I have to accept that as handy speechwriting tips go, this one is going to be only really useful to those people who have just become fathers, and let's face it: they've probably got other things on their mind. The only problem is, when it's your turn to make that all important father of the bride speech, you will embrace the same age old problem that all guys do in your position...memory loss.
I write speeches for fathers across a range of careers, social set ups, confidence levels and ability to stand up and speak, but they all have one thing in common: they can't remember a thing.
When you're 8 you can never understand why a grown up can't remember what you had for tea last Saturday, or that amazing episode of Power Rangers, and that's mainly because they spend most of their time standing at the top of the stairs wondering why they were coming upstairs in the first place. Yes, memory starts to go right about the time when it would be most useful if it didn't. Up until about the age of 14 nothing much happens that's worth remembering, after that exams, careers and filling out house insurance forms mean you've got to remember all kinds of things like when you bought the house and if your locks a triple double mortice thingies.
So, what happens is that with two weeks to go, fathers of the bride, most of whom can't remember coming into the room, sit down and try to remember stories one liners etc from 30 years ago. Which, of course doesn't work. The harder you try, the less likely it seems to happen, and so what you end up with is a very generic and passionless speech.
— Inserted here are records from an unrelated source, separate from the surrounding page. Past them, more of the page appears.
use serde::{Deserialize, Serialize};
use serde_json::{Map, Value};
use ts_rs::TS;
use warden_application::{
    AccountRecord, DetailScreen, FormScreen, GridRequest, GridRow, GridScreen, RoleRecord,
    RoleSummary,
};
use warden_core::AppError;
use warden_domain::{
    DetailDeclaration, FormDeclaration, FormMode, GridDeclaration, RowActions, SortDirection,
    SortOrder, TreeItem, TreeViewModel, format_datetime,
};

/// Grid listing query string.
#[derive(Debug, Default, Deserialize, TS)]
#[ts(
    export,
    export_to = "../../../packages/api-types/src/generated/grid-query-params.ts"
)]
pub struct GridQueryParams {
    pub search: Option<String>,
    pub sort: Option<String>,
    #[ts(type = "\"asc\" | \"desc\" | null")]
    pub direction: Option<String>,
    pub page: Option<u32>,
    pub per_page: Option<u32>,
}

impl TryFrom<GridQueryParams> for GridRequest {
    type Error = AppError;

    fn try_from(params: GridQueryParams) -> Result<Self, Self::Error> {
        let direction = match params.direction.as_deref().map(str::trim) {
            None | Some("") | Some("asc") => SortDirection::Asc,
            Some("desc") => SortDirection::Desc,
            Some(other) => {
                return Err(AppError::Validation(format!(
                    "direction must be 'asc' or 'desc', got '{other}'"
                )));
            }
        };

        let sort = params
            .sort
            .filter(|field| !field.trim().is_empty())
            .map(|field| SortOrder { field, direction });

        Ok(GridRequest {
            search: params.search,
            sort,
            page: params.page,
            per_page: params.per_page,
        })
    }
}

/// Form declaration query string.
#[derive(Debug, Default, Deserialize, TS)]
#[ts(
    export,
    export_to = "../../../packages/api-types/src/generated/form-query-params.ts"
)]
pub struct FormQueryParams {
    #[ts(type = "\"create\" | \"edit\" | null")]
    pub mode: Option<String>,
    pub id: Option<i64>,
}

impl TryFrom<FormQueryParams> for FormMode {
    type Error = AppError;

    fn try_from(params: FormQueryParams) -> Result<Self, Self::Error> {
        match (params.mode.as_deref(), params.id) {
            (None | Some("create"), None) => Ok(FormMode::Creating),
            (None | Some("edit"), Some(id)) => Ok(FormMode::Editing(id)),
            (Some("edit"), None) => Err(AppError::Validation(
                "id is required when editing".to_owned(),
            )),
            (Some("create"), Some(_)) => Err(AppError::Validation(
                "id is only accepted when editing".to_owned(),
            )),
            (Some(other), _) => Err(AppError::Validation(format!(
                "mode must be 'create' or 'edit', got '{other}'"
            ))),
        }
    }
}

/// Form declaration with initial values.
#[derive(Debug, Serialize, TS)]
#[ts(
    export,
    export_to = "../../../packages/api-types/src/generated/form-screen-response.ts"
)]
pub struct FormScreenResponse {
    #[ts(type = "Record<string, unknown>")]
    pub declaration: FormDeclaration,
    #[ts(type = "Record<string, unknown>")]
    pub values: Map<String, Value>,
}

impl From<FormScreen> for FormScreenResponse {
    fn from(screen: FormScreen) -> Self {
        Self {
            declaration: screen.declaration,
            values: screen.values,
        }
    }
}

/// One rendered grid row.
#[derive(Debug, Serialize, TS)]
#[ts(
    export,
    export_to = "../../../packages/api-types/src/generated/grid-row-response.ts"
)]
pub struct GridRowResponse {
    pub id: i64,
    #[ts(type = "Record<string, unknown>")]
    pub cells: Map<String, Value>,
    #[ts(type = "{ view: boolean, edit: boolean, quick_edit: boolean, delete: boolean }")]
    pub actions: RowActions,
}

impl From<GridRow> for GridRowResponse {
    fn from(row: GridRow) -> Self {
        Self {
            id: row.id,
            cells: row.cells,
            actions: row.actions,
        }
    }
}

/// Grid declaration with one page of rows.
#[derive(Debug, Serialize, TS)]
#[ts(
    export,
    export_to = "../../../packages/api-types/src/generated/grid-screen-response.ts"
)]
pub struct GridScreenResponse {
    #[ts(type = "Record<string, unknown>")]
    pub declaration: GridDeclaration,
    pub rows: Vec<GridRowResponse>,
    #[ts(type = "number")]
    pub total: u64,
    pub page: u32,
    pub per_page: u32,
}

impl From<GridScreen> for GridScreenResponse {
    fn from(screen: GridScreen) -> Self {
        Self {
            declaration: screen.declaration,
            rows: screen.rows.into_iter().map(GridRowResponse::from).collect(),
            total: screen.total,
            page: screen.page,
            per_page: screen.per_page,
        }
    }
}

/// Detail declaration with display values.
#[derive(Debug, Serialize, TS)]
#[ts(
    export,
    export_to = "../../../packages/api-types/src/generated/detail-screen-response.ts"
)]
pub struct DetailScreenResponse {
    #[ts(type = "Record<string, unknown>")]
    pub declaration: DetailDeclaration,
    #[ts(type = "Record<string, unknown>")]
    pub values: Map<String, Value>,
}

impl From<DetailScreen> for DetailScreenResponse {
    fn from(screen: DetailScreen) -> Self {
        Self {
            declaration: screen.declaration,
            values: screen.values,
        }
    }
}

/// Role reference attached to an account.
#[derive(Debug, Serialize, TS)]
#[ts(
    export,
    export_to = "../../../packages/api-types/src/generated/role-summary-response.ts"
)]
pub struct RoleSummaryResponse {
    pub id: i64,
    pub slug: String,
    pub name: String,
}

impl From<RoleSummary> for RoleSummaryResponse {
    fn from(role: RoleSummary) -> Self {
        Self {
            id: role.id.as_i64(),
            slug: role.slug,
            name: role.name,
        }
    }
}

/// Saved administrator account. The password hash is never returned.
#[derive(Debug, Serialize, TS)]
#[ts(
    export,
    export_to = "../../../packages/api-types/src/generated/account-response.ts"
)]
pub struct AccountResponse {
    pub id: i64,
    pub username: String,
    pub name: String,
    pub avatar: Option<String>,
    pub start_time: Option<String>,
    pub end_time: Option<String>,
    pub roles: Vec<RoleSummaryResponse>,
    pub created_at: Option<String>,
    pub updated_at: Option<String>,
}

impl From<AccountRecord> for AccountResponse {
    fn from(account: AccountRecord) -> Self {
        Self {
            id: account.id.as_i64(),
            username: account.username,
            name: account.name,
            avatar: account.avatar,
            start_time: account.start_time.as_ref().map(format_datetime),
            end_time: account.end_time.as_ref().map(format_datetime),
            roles: account
                .roles
                .into_iter()
                .map(RoleSummaryResponse::from)
                .collect(),
            created_at: account.created_at.as_ref().map(format_datetime),
            updated_at: account.updated_at.as_ref().map(format_datetime),
        }
    }
}

/// Saved role with its grants.
#[derive(Debug, Serialize, TS)]
#[ts(
    export,
    export_to = "../../../packages/api-types/src/generated/role-response.ts"
)]
pub struct RoleResponse {
    pub id: i64,
    pub slug: String,
    pub name: String,
    pub data_scope: i16,
    pub data_scope_label: String,
    pub permission_ids: Vec<i64>,
    pub menu_ids: Vec<i64>,
    pub created_at: Option<String>,
    pub updated_at: Option<String>,
}

impl From<RoleRecord> for RoleResponse {
    fn from(role: RoleRecord) -> Self {
        Self {
            id: role.id.as_i64(),
            slug: role.slug,
            name: role.name,
            data_scope: role.data_scope.as_storage(),
            data_scope_label: role.data_scope.label().to_owned(),
            permission_ids: role.permission_ids,
            menu_ids: role.menu_ids,
            created_at: role.created_at.as_ref().map(format_datetime),
            updated_at: role.updated_at.as_ref().map(format_datetime),
        }
    }
}

/// Menu tree served from the menu cache.
#[derive(Debug, Serialize, TS)]
#[ts(
    export,
    export_to = "../../../packages/api-types/src/generated/menu-response.ts"
)]
pub struct MenuResponse {
    #[ts(type = "Array<{ id: number, title: string, checked: boolean, children: Array<unknown> }>")]
    pub items: Vec<TreeItem>,
}

impl From<TreeViewModel> for MenuResponse {
    fn from(tree: TreeViewModel) -> Self {
        Self {
            items: tree.roots().to_vec(),
        }
    }
}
You could start writing those things she says and does now. You say to yourself 'I'll remember that!' but you never do. Life takes over and the time your daughter accidentally insulted the vicar disappears into the ether. Ideally you'd start doing this when she was growing up, but that would be weird and you'd probably forget where you put the notes anyway. So, when your daughter announces her engagement, get yourself a notepad, carry it everywhere, and when something pops into your head, jot it down. It may not sound like fun, but it's a lot easier than standing up and watching the tumble weed.